Back on the _Ghost_ and after a quick debriefing when they were safely back in hyperspace, Ezra returned to his cabin to change into clothes that were more him and less charred.

The comm buzzed. Hera said over the speaker: "Message from Chandrila coming through."

He activated the holo. "Hi."

"Hi. How'd the mission go?" Luke's last word trailed off as he focused on Ezra. "That's new."

"I was undercover." He looked down at the rumpled and probably ruined expensive suit. "Guess I won't be going undercover in this outfit again."

"It looks good on you."

"You say that because you can't see the burn marks."

His face dropped into concern. "Are you wounded?"

"No, the clothes got it instead of me. I think Kallus got a little crispy around the hair but he's okay, too."

"I keep forgetting he and Captain Orrelios were part of your team."
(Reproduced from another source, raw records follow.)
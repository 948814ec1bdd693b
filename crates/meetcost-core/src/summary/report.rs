//! Read-only views of a session: the live dashboard and the final receipt.

use std::fmt::Write as _;

use chrono::{DateTime, Local};

use super::format::{cost_remark, format_currency, format_duration};
use crate::session::Session;
use crate::topic::{Topic, TopicStatus};

const TITLE_WIDTH: usize = 28;
const RULE_WIDTH: usize = 54;
const STAMP_FORMAT: &str = "%d/%m/%Y %H:%M:%S";

/// One topic row, as displayed.
#[derive(Debug, Clone, PartialEq)]
pub struct TopicLine {
    pub id: String,
    pub title: String,
    pub status: TopicStatus,
    pub duration_seconds: f64,
    pub cost: f64,
}

impl From<&Topic> for TopicLine {
    fn from(topic: &Topic) -> Self {
        Self {
            id: topic.id.clone(),
            title: topic.title.clone(),
            status: topic.status,
            duration_seconds: topic.duration_seconds,
            cost: topic.accumulated_cost,
        }
    }
}

/// The itemized bill shown once the meeting has ended.
///
/// Only topics that actually ran are itemized, whatever their status: a topic
/// frozen by the end of the meeting is billed like a completed one.
#[derive(Debug, Clone, PartialEq)]
pub struct MeetingSummary {
    pub participant_names: Vec<String>,
    pub lines: Vec<TopicLine>,
    pub total_cost: f64,
    /// Sum of all topic durations
    pub total_duration_seconds: f64,
    pub completed_topics: usize,
    pub total_topics: usize,
}

impl MeetingSummary {
    pub fn from_session(session: &Session) -> Self {
        Self {
            participant_names: session.participants.iter().map(|p| p.name.clone()).collect(),
            lines: session
                .topics
                .iter()
                .filter(|t| t.has_run())
                .map(TopicLine::from)
                .collect(),
            total_cost: session.total_meeting_cost,
            total_duration_seconds: session.total_duration_seconds(),
            completed_topics: session.completed_topic_count(),
            total_topics: session.topics.len(),
        }
    }

    /// Nothing was ever timed.
    pub fn is_ghost_meeting(&self) -> bool {
        self.lines.is_empty()
    }

    /// Renders a printable receipt stamped with the current local time.
    pub fn render(&self, currency_symbol: &str) -> String {
        self.render_at(currency_symbol, Local::now())
    }

    pub fn render_at(&self, currency_symbol: &str, printed_at: DateTime<Local>) -> String {
        let mut out = String::new();
        let rule = "-".repeat(RULE_WIDTH);
        let stamp = printed_at.format(STAMP_FORMAT).to_string();

        let _ = writeln!(
            out,
            "{:<width$}{stamp}",
            "MEETING RECEIPT",
            width = RULE_WIDTH.saturating_sub(stamp.len())
        );
        let _ = writeln!(out, "{}", "=".repeat(RULE_WIDTH));
        let _ = writeln!(out, "Participants: {}", self.participant_names.join(", "));
        let _ = writeln!(out);
        let _ = writeln!(out, "{:<TITLE_WIDTH$} {:>10} {:>14}", "Topic", "Duration", "Cost");
        let _ = writeln!(out, "{rule}");

        if self.is_ghost_meeting() {
            let _ = writeln!(out, "Ghost meeting (nothing was recorded)");
        }
        for line in &self.lines {
            let _ = writeln!(
                out,
                "{:<TITLE_WIDTH$} {:>10} {:>14}",
                truncate(&line.title, TITLE_WIDTH),
                format_duration(line.duration_seconds),
                format_currency(line.cost, currency_symbol)
            );
        }

        let _ = writeln!(out, "{rule}");
        let _ = writeln!(
            out,
            "{:<TITLE_WIDTH$} {:>10} {:>14}",
            "TOTAL",
            format_duration(self.total_duration_seconds),
            format_currency(self.total_cost, currency_symbol)
        );
        let _ = writeln!(out);
        let _ = writeln!(out, "Time is money, and here it is mostly yours.");
        out
    }
}

/// What the live view shows while the meeting runs.
#[derive(Debug, Clone, PartialEq)]
pub struct DashboardStatus {
    pub active_topic: Option<TopicLine>,
    pub topics: Vec<TopicLine>,
    pub total_cost: f64,
    pub burn_rate_per_minute: f64,
    pub participant_count: usize,
    pub completed_topics: usize,
    /// Only while something is being timed
    pub remark: Option<&'static str>,
}

impl DashboardStatus {
    pub fn from_session(session: &Session) -> Self {
        let active_topic = session.active_topic().map(TopicLine::from);
        let remark = active_topic
            .as_ref()
            .map(|_| cost_remark(session.total_meeting_cost));
        Self {
            active_topic,
            topics: session.topics.iter().map(TopicLine::from).collect(),
            total_cost: session.total_meeting_cost,
            burn_rate_per_minute: session.burn_rate_per_minute(),
            participant_count: session.participants.len(),
            completed_topics: session.completed_topic_count(),
            remark,
        }
    }

    /// One line for the live ticker.
    pub fn headline(&self, currency_symbol: &str) -> String {
        let total = format_currency(self.total_cost, currency_symbol);
        match &self.active_topic {
            Some(topic) => format!(
                "[{}] {} | topic {} | total {} | {}",
                format_duration(topic.duration_seconds),
                topic.title,
                format_currency(topic.cost, currency_symbol),
                total,
                self.remark.unwrap_or("...")
            ),
            None => format!("(no active topic) | total {total} | ..."),
        }
    }

    /// The full dashboard: burn rate, agenda with per-topic figures, total.
    pub fn render(&self, currency_symbol: &str) -> String {
        let mut out = String::new();
        let _ = writeln!(
            out,
            "Burn rate: {} / min ({} participants)",
            format_currency(self.burn_rate_per_minute, currency_symbol),
            self.participant_count
        );
        let _ = writeln!(
            out,
            "Agenda: {} / {} done",
            self.completed_topics,
            self.topics.len()
        );
        for (i, topic) in self.topics.iter().enumerate() {
            let _ = writeln!(
                out,
                "{:>3}. {:<TITLE_WIDTH$} {:<9} {:>10} {:>14}",
                i + 1,
                truncate(&topic.title, TITLE_WIDTH),
                topic.status.as_str(),
                format_duration(topic.duration_seconds),
                format_currency(topic.cost, currency_symbol)
            );
        }
        let _ = writeln!(out, "{}", self.headline(currency_symbol));
        out
    }
}

fn truncate(text: &str, width: usize) -> String {
    if text.chars().count() <= width {
        return text.to_string();
    }
    let mut cut: String = text.chars().take(width.saturating_sub(1)).collect();
    cut.push('…');
    cut
}
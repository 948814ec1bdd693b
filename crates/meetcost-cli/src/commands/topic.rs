use anyhow::Result;
use meetcost_application::MeetingController;
use meetcost_core::session::Outcome;
use meetcost_core::summary::format_currency;

use super::{resolve_topic, topic_title};

fn report(outcome: Outcome, done: String) {
    match outcome {
        Outcome::Applied => println!("{done}"),
        Outcome::Ignored => println!("Nothing to do."),
    }
}

pub async fn add(controller: &MeetingController, title: &str) -> Result<()> {
    let outcome = controller.add_topic(title).await?;
    let count = controller.snapshot().await.topics.len();
    report(outcome, format!("Added topic {count}: {}", title.trim()));
    Ok(())
}

pub async fn start(controller: &MeetingController, selector: &str) -> Result<()> {
    let session = controller.snapshot().await;
    let topic_id = resolve_topic(&session, selector);
    let outcome = controller.start_topic(&topic_id).await?;
    report(outcome, format!("Started '{}'", topic_title(&session, &topic_id)));
    Ok(())
}

pub async fn pause(controller: &MeetingController, selector: &str) -> Result<()> {
    let session = controller.snapshot().await;
    let topic_id = resolve_topic(&session, selector);
    let outcome = controller.pause_topic(&topic_id).await?;
    report(outcome, format!("Paused '{}'", topic_title(&session, &topic_id)));
    Ok(())
}

pub async fn stop(controller: &MeetingController, selector: &str) -> Result<()> {
    let session = controller.snapshot().await;
    let topic_id = resolve_topic(&session, selector);
    let outcome = controller.stop_topic(&topic_id).await?;
    report(outcome, format!("Completed '{}'", topic_title(&session, &topic_id)));
    Ok(())
}

pub async fn end(controller: &MeetingController, currency: &str) -> Result<()> {
    let outcome = controller.end_meeting().await?;
    let total = controller.snapshot().await.total_meeting_cost;
    report(
        outcome,
        format!("Meeting ended. Total: {}", format_currency(total, currency)),
    );
    Ok(())
}
//! Session domain model.
//!
//! This module contains the Session aggregate: everything the tool knows about
//! the meeting in progress.

use chrono::{DateTime, Utc};
use serde::{Deserialize, Serialize};

use crate::cost;
use crate::participant::Participant;
use crate::topic::{Topic, TopicStatus};

/// The meeting in progress.
///
/// A session contains:
/// - The participants, whose salaries set the burn rate
/// - The agenda, in order, with per-topic cost and duration
/// - The currently active topic, if any
/// - The running total of the meeting cost
/// - Whether the meeting has ended
/// - The instant of the last accrual tick
///
/// This is the "pure" domain model that business logic operates on,
/// independent of any specific storage format or version. All changes go
/// through `Session::apply`.
#[derive(Debug, Clone, PartialEq, Default, Serialize, Deserialize)]
pub struct Session {
    /// Participants in insertion order
    pub participants: Vec<Participant>,
    /// Agenda order
    pub topics: Vec<Topic>,
    /// The single topic currently accruing cost
    pub active_topic_id: Option<String>,
    /// Always equal to the sum of the topics' accumulated cost
    pub total_meeting_cost: f64,
    pub is_meeting_ended: bool,
    /// Instant of the last accrual; `None` means the next tick charges nothing
    pub last_tick: Option<DateTime<Utc>>,
}

impl Session {
    /// Creates an empty session.
    pub fn new() -> Self {
        Self::default()
    }

    pub fn burn_rate_per_second(&self) -> f64 {
        cost::burn_rate_per_second(&self.participants)
    }

    pub fn burn_rate_per_minute(&self) -> f64 {
        cost::burn_rate_per_minute(&self.participants)
    }

    pub fn topic(&self, topic_id: &str) -> Option<&Topic> {
        self.topics.iter().find(|t| t.id == topic_id)
    }

    pub(crate) fn topic_index(&self, topic_id: &str) -> Option<usize> {
        self.topics.iter().position(|t| t.id == topic_id)
    }

    pub fn active_topic(&self) -> Option<&Topic> {
        self.active_topic_id
            .as_deref()
            .and_then(|id| self.topic(id))
    }

    /// Whether the periodic tick has anything to do.
    pub fn is_accruing(&self) -> bool {
        self.active_topic_id.is_some() && !self.is_meeting_ended
    }

    pub fn has_participants(&self) -> bool {
        !self.participants.is_empty()
    }

    /// Sum of every topic's duration, including topics that are not completed.
    pub fn total_duration_seconds(&self) -> f64 {
        self.topics.iter().map(|t| t.duration_seconds).sum()
    }

    pub fn completed_topic_count(&self) -> usize {
        self.topics.iter().filter(|t| t.is_completed()).count()
    }

    /// Sum of the per-topic costs. Equal to `total_meeting_cost` up to float
    /// rounding.
    pub fn itemized_cost(&self) -> f64 {
        self.topics.iter().map(|t| t.accumulated_cost).sum()
    }

    /// Prepares a session read back from storage.
    ///
    /// The tick instant is dropped so the time the tool was closed is never
    /// charged, and a dangling or contradictory active pointer is cleared: a
    /// topic is `active` only while `active_topic_id` names it.
    pub fn restored(mut self) -> Self {
        self.last_tick = None;

        let pointer_is_valid = !self.is_meeting_ended
            && self
                .active_topic_id
                .as_deref()
                .and_then(|id| self.topic(id))
                .is_some_and(|t| !t.is_completed());
        if !pointer_is_valid {
            self.active_topic_id = None;
        }

        let active_id = self.active_topic_id.clone();
        for topic in &mut self.topics {
            let referenced = active_id.as_deref() == Some(topic.id.as_str());
            if referenced {
                topic.status = TopicStatus::Active;
            } else if topic.is_active() {
                topic.status = TopicStatus::Paused;
            }
        }

        self
    }
}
"Zeb and I used to share a room. I remember when Kallus kept trying to kill us, especially Zeb." Things were different now. Everything was different. Ezra felt so different he had trouble thinking of himself as the same kid who'd come aboard over ten years ago.

"People change," Luke said, and he had that funny look on his face he got when he was talking about something else. Ezra could tell there were secrets under his conversations with Luke, hidden truths Luke didn't intend to tell him, but instead of feeling like he was being lied to, it made him feel better. They both carried scars from the things they'd endured, from being in the Rebellion and from being who and what they were. Luke wasn't any more together than Ezra was. He could tell. And that helped.

"Speaking of, I should change. This outfit isn't really me, especially with the charring."

"Charring aside, it suits you better than you think. The cut's flattering and the color brings out your eyes."

Ezra glanced down at his clothes again. "You think so?"

Luke nodded. His holographic hand reached out to fix Ezra'a collar, but his fingers passed through. He made a face. "It's folded over."

"And scorched," Ezra reminded him, but he straightened the collar. His hand passed through where Luke's was. If he'd really been in the room, they'd have brushed fingers as Luke pulled away. But they weren't, so why did Ezra's stomach give a little jump? He said, "I've never looked for color blends in clothes. I usually stick with what fits and hope it doesn't smell."

"Spend time with Leia and you'll find out more than you ever wanted to know about clothing. Alderaan had a lot of customs about clothes. Our mother was from Naboo, and they're even worse."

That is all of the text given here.